I can’t help but follow the unfolding saga of William Cronon, watching how the principles of intellectual freedom and privacy play out in a highly contentious political environment. Cronon is the Frederick Jackson Turner and Vilas Research Professor of History, Geography and Environmental Studies at the University of Wisconsin-Madison. He is also the incoming president of the American Historical Society. He was asked by the New York Times to write an Op Ed (3/21/11) on the Wisconsin politics surrounding Gov. Scott Walker’s legislation to curb collective bargaining of public employee unions. In his blog, Scholar as Citizen, Cronon also raised some scholarly questions about the source of the legislation (3/15/11).  In response (3/17/11), the Wisconsin Republican Party used Wisconsin’s Open Documents Law to request all email messages to or from Cronon’s UW email address that mentioned some people and issues involved in the union struggles, apparently hoping to prove that Cronon was an anti-Republican political activist on university time. The New Yorker provides a brief summary and analysis of these events (3/28/11).

In a delicate balancing act, the University complied with the open documents request but also protected the privacy of professors and students and the academic freedom of scholars by not providing emails that would violate FERPA or undermine scholarly debate (letter from the university’s legal counsel to the Republican Party of Wisconsin, 4/1/11). After reviewing all of Cronon’s emails, the University found “his conduct, as evidenced in the e-mails, beyond reproach in every respect.” The University’s Chancellor also strongly affirmed that academic freedom is essential for the creation of new knowledge (letter to faculty, 4/1/11). The New Yorker provides a brief summary of UW’s courage in protecting intellectual freedom in the current divisive political environment (4/3/11).

According to Cronon, “Within two days, the blog had received over half a million hits, had been read by tens of thousands of people, had been linked by newspapers all over the United States, and had been visited by people from more than two dozen foreign countries.” To get a sense of the impact myself, I searched Google News/Blogs for “William Cronon” for the period March 15-April 5. There have apparently been thousands of news articles and blog posts related to him, but sifting through the results has been frustrating. I’d love to see how these are interrelated. Google, can you do better than the Wonder Wheel?

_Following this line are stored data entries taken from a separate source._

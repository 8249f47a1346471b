//! # Event Bus Module
//!
//! Publish/subscribe hub for the observable side of the annotation engine:
//! shape list and selection changes, viewport moves, image switches and
//! failed actions.
//!
//! ## Usage
//!
//! ```rust,ignore
//! use boxmark_core::event_bus::{AppEvent, CanvasEvent, EventBus, EventCategory, EventFilter};
//!
//! let bus = EventBus::shared();
//! let subscription = bus.subscribe(EventFilter::only(EventCategory::Canvas), |event| {
//!     if let AppEvent::Canvas(CanvasEvent::ShapeAdded { id, label }) = event {
//!         println!("added {} as {}", label, id);
//!     }
//! });
//!
//! bus.emit(AppEvent::Canvas(CanvasEvent::ShapeSelected { id: 1 }));
//! bus.unsubscribe(subscription);
//! ```

mod bus;
mod events;

pub use bus::*;
pub use events::*;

Not only is this an issue that goes to the heart of my ethical concerns as an LIS professional, but it’s also one that seems to reverberate globally at a time when electronic surveillance is deeper and broader than ever before. Thoughts that were once shared in private conversations may now be accessible to all because they’re online. This poses the threat of damage to one’s personal and professional reputations if the information is misused. Ah, I’ve just learned from my colleague, Sook Lim, that the University of Wisconsin-Madison Faculty Senate has approved a resolution calling on the University to take leadership in “a restoration of open records laws to their intended role as safeguards of transparent and accountable government rather than as mechanisms for calling on the machinery of the state to intimidate potential critics or engage in partisan reprisals for past public statements.”

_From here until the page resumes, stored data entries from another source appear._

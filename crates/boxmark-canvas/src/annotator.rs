//! Ties the canvas to an image folder and its sidecar files.

use std::path::{Path, PathBuf};

use boxmark_core::{AppEvent, ErrorEvent, Error, Result, SessionError, SessionEvent};
use boxmark_settings::SessionSettings;
use chrono::Utc;

use crate::actions::{Action, ActionQueue, ActionSender};
use crate::canvas::Canvas;
use crate::session::ImageSession;
use crate::shape::Shape;
use crate::vector::Vector2Int;
use crate::voc::{AnnotationStore, BoundingBox};

impl From<&Shape> for BoundingBox {
    fn from(shape: &Shape) -> Self {
        let (min, max) = shape.bounds();
        BoundingBox::new(shape.name(), min.x, min.y, max.x, max.y)
    }
}

impl From<&BoundingBox> for Shape {
    fn from(bbox: &BoundingBox) -> Self {
        Shape::from_corners(bbox.label.clone(), bbox.min(), bbox.max())
    }
}

/// Reads an image header for its pixel size.
pub fn image_size(path: &Path) -> std::result::Result<Vector2Int, SessionError> {
    let (w, h) = image::image_dimensions(path).map_err(|e| SessionError::ImageSize {
        path: path.to_path_buf(),
        reason: e.to_string(),
    })?;
    let clamp = |v: u32| i32::try_from(v).unwrap_or(i32::MAX);
    Ok(Vector2Int::new(clamp(w), clamp(h)))
}

/// The canvas, the image folder and the annotation store working together.
///
/// Switching images always writes the current shapes to the sidecar of the
/// image being left before the next sidecar is read.
pub struct Annotator {
    canvas: Canvas,
    store: Box<dyn AnnotationStore>,
    session: Option<ImageSession>,
    settings: SessionSettings,
    queue: ActionQueue,
}

impl Annotator {
    pub fn new(canvas: Canvas, store: impl AnnotationStore + 'static, settings: SessionSettings) -> Self {
        Self {
            canvas,
            store: Box::new(store),
            session: None,
            settings,
            queue: ActionQueue::new(),
        }
    }

    pub fn canvas(&self) -> &Canvas {
        &self.canvas
    }

    pub fn canvas_mut(&mut self) -> &mut Canvas {
        &mut self.canvas
    }

    pub fn session(&self) -> Option<&ImageSession> {
        self.session.as_ref()
    }

    pub fn settings(&self) -> &SessionSettings {
        &self.settings
    }

    /// Handle for queueing actions from other threads.
    pub fn sender(&self) -> ActionSender {
        self.queue.sender()
    }

    pub fn current_image(&self) -> Option<&Path> {
        self.session.as_ref().map(|s| s.current())
    }

    /// Opens `folder` and shows its first image. Returns the image count.
    pub fn open_folder(&mut self, folder: impl AsRef<Path>) -> Result<usize> {
        let session = ImageSession::open(folder, &self.settings.image_extensions)?;
        self.flush()?;

        let count = session.len();
        self.canvas.bus().emit(AppEvent::Session(SessionEvent::FolderOpened {
            folder: session.folder().to_path_buf(),
            images: count,
        }));
        self.settings.last_folder = Some(session.folder().to_path_buf());
        self.session = Some(session);
        self.load_current()?;
        Ok(count)
    }

    /// Shows the current image with the shapes from its sidecar.
    pub fn load_current(&mut self) -> Result<()> {
        let Some(session) = self.session.as_ref() else {
            return Err(Error::other("No folder is open"));
        };
        let path = session.current().to_path_buf();
        let index = session.index();

        let size = match image_size(&path) {
            Ok(size) => size,
            Err(e) => {
                // a later flush must not write stale shapes to this sidecar
                self.canvas.replace_shapes(Vec::new());
                self.canvas.clear_image();
                tracing::warn!("Cannot show {}: {}", path.display(), e);
                return Err(e.into());
            }
        };
        self.canvas.set_image_size(size);
        let boxes = self.store.load(&path);
        let shapes = boxes.iter().map(Shape::from).collect();
        self.canvas.replace_shapes(shapes);

        tracing::info!(
            "Loaded {} ({}x{}) with {} shape(s)",
            path.display(),
            size.x,
            size.y,
            boxes.len()
        );
        self.canvas.bus().emit(AppEvent::Session(SessionEvent::ImageChanged {
            path: path.clone(),
            index,
        }));
        Ok(())
    }

    /// Writes the current shapes to the current image's sidecar.
    ///
    /// Returns the sidecar path, or `None` when no image is shown, including
    /// when the current image failed to load.
    pub fn flush(&self) -> Result<Option<PathBuf>> {
        let (Some(image), Some(size)) = (self.current_image(), self.canvas.image_size()) else {
            return Ok(None);
        };
        let boxes: Vec<BoundingBox> = self.canvas.shapes().iter().map(BoundingBox::from).collect();
        let path = self.store.save(image, size, &boxes)?;

        self.canvas.bus().emit(AppEvent::Session(SessionEvent::AnnotationsSaved {
            path: path.clone(),
            count: boxes.len(),
        }));
        Ok(Some(path))
    }

    /// Saves and moves to the next image. `false` at the last image.
    pub fn next_image(&mut self) -> Result<bool> {
        self.switch_image(|s| s.next().is_some())
    }

    /// Saves and moves to the previous image. `false` at the first image.
    pub fn prev_image(&mut self) -> Result<bool> {
        self.switch_image(|s| s.prev().is_some())
    }

    fn switch_image(&mut self, step: impl FnOnce(&mut ImageSession) -> bool) -> Result<bool> {
        if self.session.is_none() {
            return Ok(false);
        }
        self.flush()?;
        let moved = self.session.as_mut().is_some_and(step);
        if moved {
            self.load_current()?;
        }
        Ok(moved)
    }

    /// Runs one action on the canvas or the session.
    pub fn dispatch(&mut self, action: Action) -> Result<()> {
        tracing::debug!("dispatch {}", action);
        match action {
            Action::NextImage => {
                self.next_image()?;
            }
            Action::PrevImage => {
                self.prev_image()?;
            }
            Action::CreateShape => self.canvas.create_mode(),
            Action::DeleteShape => {
                self.canvas.delete();
            }
            Action::MultiSelect => {
                self.canvas.multi_select_mode();
            }
            Action::Move => self.canvas.move_mode(),
            Action::EditLabel => {
                self.canvas.edit_label();
            }
        }
        Ok(())
    }

    /// Runs every queued action. A failing action is logged and reported on
    /// the bus; the rest still run. Returns how many actions ran.
    pub fn drain_actions(&mut self) -> usize {
        let actions = self.queue.drain();
        for action in &actions {
            if let Err(e) = self.dispatch(*action) {
                tracing::error!("Action {} failed: {}", action, e);
                self.canvas.bus().emit(AppEvent::Error(ErrorEvent::ActionFailed {
                    action: action.name().to_string(),
                    message: e.to_string(),
                    at: Utc::now(),
                }));
            }
        }
        actions.len()
    }
}

impl std::fmt::Debug for Annotator {
    fn fmt(&self, f: &mut std::fmt::Formatter<'_>) -> std::fmt::Result {
        f.debug_struct("Annotator")
            .field("canvas", &self.canvas)
            .field("session", &self.session)
            .finish()
    }
}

It seems fitting that Cronon has been the Frederick Jackson Turner Professor of History, Geography and Environmental Studies since 1992. One could say that he’s taken on the mantle for an event that happened nearly a century before. In 1894, a member of the UW Board of Regents sought to fire Richard Ely (a renowned economic theorist and mentor of Turner, a historian) because of his “anarchist” and “socialist” views of labor unions in the American economy. Turner helped prepare Ely’s defense to the Board, and the resulting report was unequivocal support for academic freedom:

Whatever may be the limitations which trammel inquiry elsewhere, we believe that the great State University of Wisconsin should ever encourage that continual and fearless sifting and winnowing by which alone the truth can be found.